Na segunda-feira seguinte, uma nova folha apareceu colada no portão da escola: “A Maria tem medo do escuro e ainda dorme com uma luz de presença.”
Senti as lágrimas a quererem saltar-me dos olhos. Os risos ecoaram pelo pátio. O Tiago, por quem eu tinha uma paixoneta desde o 8º ano, olhou para mim com um misto de pena e gozo.
— Não sabia que eras tão bebé — disse ele, rindo-se com os amigos.
Fugi para casa antes das aulas acabarem. Tranquei-me no quarto e chorei até não ter mais lágrimas para chorar.
Nessa noite, ouvi a Inês ao telefone no corredor:
— Não posso continuar com isto… Ela está mesmo mal… — sussurrava ela.
O sangue gelou-me nas veias. Saí do quarto devagarinho e encostei o ouvido à porta do corredor.
— Eu só queria pregar-lhe um susto… Não pensei que fosse ficar assim… — continuou ela.
O chão fugiu-me dos pés. Era ela. A minha própria irmã.
Esperei até ela desligar o telefone e entrei na sala de rompante.
— Foste tu! — gritei. — Como pudeste?
A Inês ficou branca como a cal da parede.
— Maria… Eu… Desculpa…
— Porquê?

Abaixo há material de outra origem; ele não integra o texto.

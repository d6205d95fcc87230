use crate::server::Server;
use axum::{Router, extract::State, http::StatusCode, response::Json, routing::get};
use serde_json::{Value, json};
use tracing::warn;

/// Unauthenticated liveness check backed by a database ping
pub fn create_health_routes() -> Router<Server> {
    Router::new().route("/", get(health_check))
}

async fn health_check(State(server): State<Server>) -> (StatusCode, Json<Value>) {
    match server.database.health_check().await {
        Ok(()) => (
            StatusCode::OK,
            Json(json!({
                "status": "healthy",
                "database": "ok",
                "pricing_models": server.pricing.len(),
            })),
        ),
        Err(e) => {
            warn!(error = %e, "Health check failed");
            (
                StatusCode::SERVICE_UNAVAILABLE,
                Json(json!({
                    "status": "unhealthy",
                    "database": "unavailable",
                })),
            )
        }
    }
}
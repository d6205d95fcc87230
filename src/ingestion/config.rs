use serde::{Deserialize, Serialize};

#[derive(Debug, Clone, Serialize, Deserialize)]
pub struct IngestionConfig {
    /// Largest number of events accepted by one batch request
    #[serde(default = "default_max_batch_size")]
    pub max_batch_size: usize,
}

fn default_max_batch_size() -> usize {
    500
}

impl Default for IngestionConfig {
    fn default() -> Self {
        Self {
            max_batch_size: default_max_batch_size(),
        }
    }
}
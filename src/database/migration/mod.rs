use sea_orm_migration::prelude::*;

pub use sea_orm_migration::MigratorTrait;

mod m20250301_000001_create_customers_table;
mod m20250301_000002_create_api_keys_table;
mod m20250301_000003_create_usage_events_table;
mod m20250301_000004_create_daily_cost_rollups_table;

pub struct Migrator;

#[async_trait::async_trait]
impl MigratorTrait for Migrator {
    fn migrations() -> Vec<Box<dyn MigrationTrait>> {
        vec![
            Box::new(m20250301_000001_create_customers_table::Migration),
            Box::new(m20250301_000002_create_api_keys_table::Migration),
            Box::new(m20250301_000003_create_usage_events_table::Migration),
            Box::new(m20250301_000004_create_daily_cost_rollups_table::Migration),
        ]
    }
}

/// Common table and column identifiers
#[derive(Iden)]
pub enum Customers {
    Table,
    Id,
    Email,
    Plan,
    CreatedAt,
}

#[derive(Iden)]
pub enum ApiKeys {
    Table,
    Id,
    CustomerId,
    Name,
    KeyHash,
    KeyPrefix,
    CreatedAt,
    LastUsedAt,
    RevokedAt,
}

#[derive(Iden)]
pub enum UsageEvents {
    Table,
    Id,
    Timestamp,
    CustomerId,
    Model,
    InputTokens,
    OutputTokens,
    InputCostNanos,
    OutputCostNanos,
    TotalCostNanos,
    Priced,
    DurationMs,
    UserId,
    Feature,
    Metadata,
    IngestedAt,
}

#[derive(Iden)]
pub enum DailyCostRollups {
    Table,
    Id,
    CustomerId,
    Date,
    Model,
    UserId,
    Feature,
    TotalCalls,
    TotalInputTokens,
    TotalOutputTokens,
    TotalCostNanos,
    UpdatedAt,
}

O que te fiz eu?
Ela começou a chorar.
— Tu tens tudo! Os pais só falam de ti! És sempre tu isto, tu aquilo! Eu só queria que reparassem em mim…
A minha mãe apareceu à porta da sala, alarmada pelo barulho.
— O que se passa aqui?
Eu não consegui responder. Sentei-me no sofá e enterrei a cara nas mãos. A Inês continuava a chorar baixinho.

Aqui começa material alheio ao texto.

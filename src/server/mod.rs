pub mod config;
pub mod route_builder;

use crate::{
    auth::ApiKeyValidator,
    config::Config,
    database::{DatabaseManager, DatabaseManagerImpl},
    error::AppError,
    ingestion::IngestionService,
    pricing::PricingTable,
    query::QueryService,
    routes::{create_cost_routes, create_event_routes, create_health_routes},
    server::route_builder::{RouteHelpers, middleware_factories::request_response_logger},
    utils::request_id::request_id_middleware,
};
use axum::{Router, middleware};
use std::{net::SocketAddr, sync::Arc};
use tokio::net::TcpListener;
use tracing::{error, info};

/// Maximum request body size (10MB)
const MAX_BODY_SIZE: usize = 10 * 1024 * 1024;

#[derive(Clone)]
pub struct Server {
    pub config: Arc<Config>,
    pub database: Arc<dyn DatabaseManager>,
    pub pricing: Arc<PricingTable>,
    pub ingestion: Arc<IngestionService>,
    pub query: Arc<QueryService>,
    pub api_keys: ApiKeyValidator,
}

impl Server {
    pub async fn new(config: Config) -> Result<Self, AppError> {
        let database: Arc<dyn DatabaseManager> = Arc::new(
            DatabaseManagerImpl::new_from_config(&config)
                .await
                .map_err(AppError::Database)?,
        );
        Self::with_database(config, database)
    }

    /// Assemble the services over an existing database handle
    pub fn with_database(
        config: Config,
        database: Arc<dyn DatabaseManager>,
    ) -> Result<Self, AppError> {
        let pricing = Arc::new(PricingTable::load(&config.pricing)?);
        let ingestion = Arc::new(IngestionService::new(
            database.clone(),
            pricing.clone(),
            &config,
        ));
        let query = Arc::new(QueryService::new(database.clone(), &config.query));
        let api_keys = ApiKeyValidator::new(database.clone(), &config.api_keys);

        Ok(Self {
            config: Arc::new(config),
            database,
            pricing,
            ingestion,
            query,
            api_keys,
        })
    }

    pub async fn run(&self) -> Result<(), AppError> {
        if self.config.database.migration_on_startup {
            info!("Running database migrations");
            self.database.migrate().await.map_err(AppError::Database)?;
        }

        let app = self.create_app();

        let addr = format!("{}:{}", self.config.server.host, self.config.server.port);
        let listener = TcpListener::bind(&addr)
            .await
            .map_err(|e| AppError::Internal(format!("Failed to bind to {}: {}", addr, e)))?;

        info!("Server listening on http://{}", addr);

        axum::serve(
            listener,
            app.into_make_service_with_connect_info::<SocketAddr>(),
        )
        .with_graceful_shutdown(shutdown_signal())
        .await
        .map_err(|e| {
            error!("Server error: {}", e);
            AppError::Internal(format!("Server error: {}", e))
        })?;

        info!("Server shutdown complete");
        Ok(())
    }

    // Creates an application router
    pub fn create_app(&self) -> Router {
        let mut app = Router::new()
            .merge(RouteHelpers::without_auth("/health", create_health_routes()))
            .merge(RouteHelpers::with_body_limit_auth(
                "/v1",
                create_event_routes().merge(create_cost_routes()),
                self,
                MAX_BODY_SIZE,
            ))
            .with_state(self.clone());

        if self.config.logging.log_request {
            app = app.layer(middleware::from_fn(request_response_logger));
        }
        app.layer(middleware::from_fn(request_id_middleware))
    }
}

async fn shutdown_signal() {
    if let Err(e) = tokio::signal::ctrl_c().await {
        error!("Failed to listen for shutdown signal: {}", e);
        return;
    }
    info!("Graceful shutdown initiated");
}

Os dias seguintes foram um borrão de discussões e silêncios pesados. Os meus pais tentaram mediar uma reconciliação entre nós, mas eu sentia-me traída demais para perdoar tão depressa.

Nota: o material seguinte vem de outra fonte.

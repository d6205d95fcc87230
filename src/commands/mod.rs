pub mod api_keys;
pub mod customers;
pub mod migrate;
pub mod pricing;

use crate::Config;
use clap::Subcommand;

#[derive(Subcommand)]
pub enum Commands {
    /// Start the HTTP server (the default when no command is given)
    Serve,
    /// Run database migrations
    Migrate {
        #[command(subcommand)]
        action: migrate::MigrateAction,
    },
    /// Manage customers
    Customer {
        #[command(subcommand)]
        action: customers::CustomerAction,
    },
    /// Issue and revoke API keys
    ApiKey {
        #[command(subcommand)]
        action: api_keys::ApiKeyAction,
    },
    /// Inspect the pricing table
    Pricing {
        #[command(subcommand)]
        action: pricing::PricingAction,
    },
}

pub async fn handle_command(
    command: Commands,
    config: &Config,
) -> Result<(), Box<dyn std::error::Error>> {
    match command {
        Commands::Serve => {
            let server = crate::Server::new(config.clone()).await?;
            server.run().await?;
            Ok(())
        }
        Commands::Migrate { action } => migrate::handle_migrate_command(action, config).await,
        Commands::Customer { action } => {
            customers::handle_customer_command(action, config).await
        }
        Commands::ApiKey { action } => api_keys::handle_api_key_command(action, config).await,
        Commands::Pricing { action } => pricing::handle_pricing_command(action, config),
    }
}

A Inês acabou por confessar tudo: encontrou o diário no meu quarto quando procurava um carregador de telemóvel. Primeiro leu por curiosidade; depois, quando percebeu o poder que aquelas palavras tinham sobre mim, não resistiu à tentação de partilhar alguns segredos com as amigas. Quando viu as reações na escola e em casa, já era tarde demais para voltar atrás.
A vila inteira ficou a saber do escândalo das irmãs Costa. Os meus pais foram chamados à escola; houve reuniões com professores e psicólogos; até o pároco fez referência ao caso na missa de domingo: “Devemos perdoar quem nos magoa, mesmo quando nos custa.”
Mas como perdoar quando quem te trai é quem devia proteger-te?
Durante semanas evitei sair de casa. As mensagens anónimas pararam quando confrontei a Inês — ela prometeu nunca mais mexer nas minhas coisas e pediu desculpa publicamente na escola. Mas as cicatrizes ficaram.
A confiança entre nós nunca mais foi igual. Ainda hoje olho para ela e vejo não só a minha irmã mas também a pessoa que me expôs ao ridículo perante toda a vila.
Com o tempo fui recuperando alguma normalidade: voltei às aulas, reencontrei algumas amigas (as verdadeiras), aprendi a guardar os meus pensamentos só para mim ou em folhas que depois rasgo em pedaços minúsculos antes de deitar fora.
Mas nunca mais escrevi um diário.
Às vezes pergunto-me: será possível reconstruir uma relação depois de uma traição destas? Ou há feridas que nunca saram completamente? E vocês, já sentiram algo assim?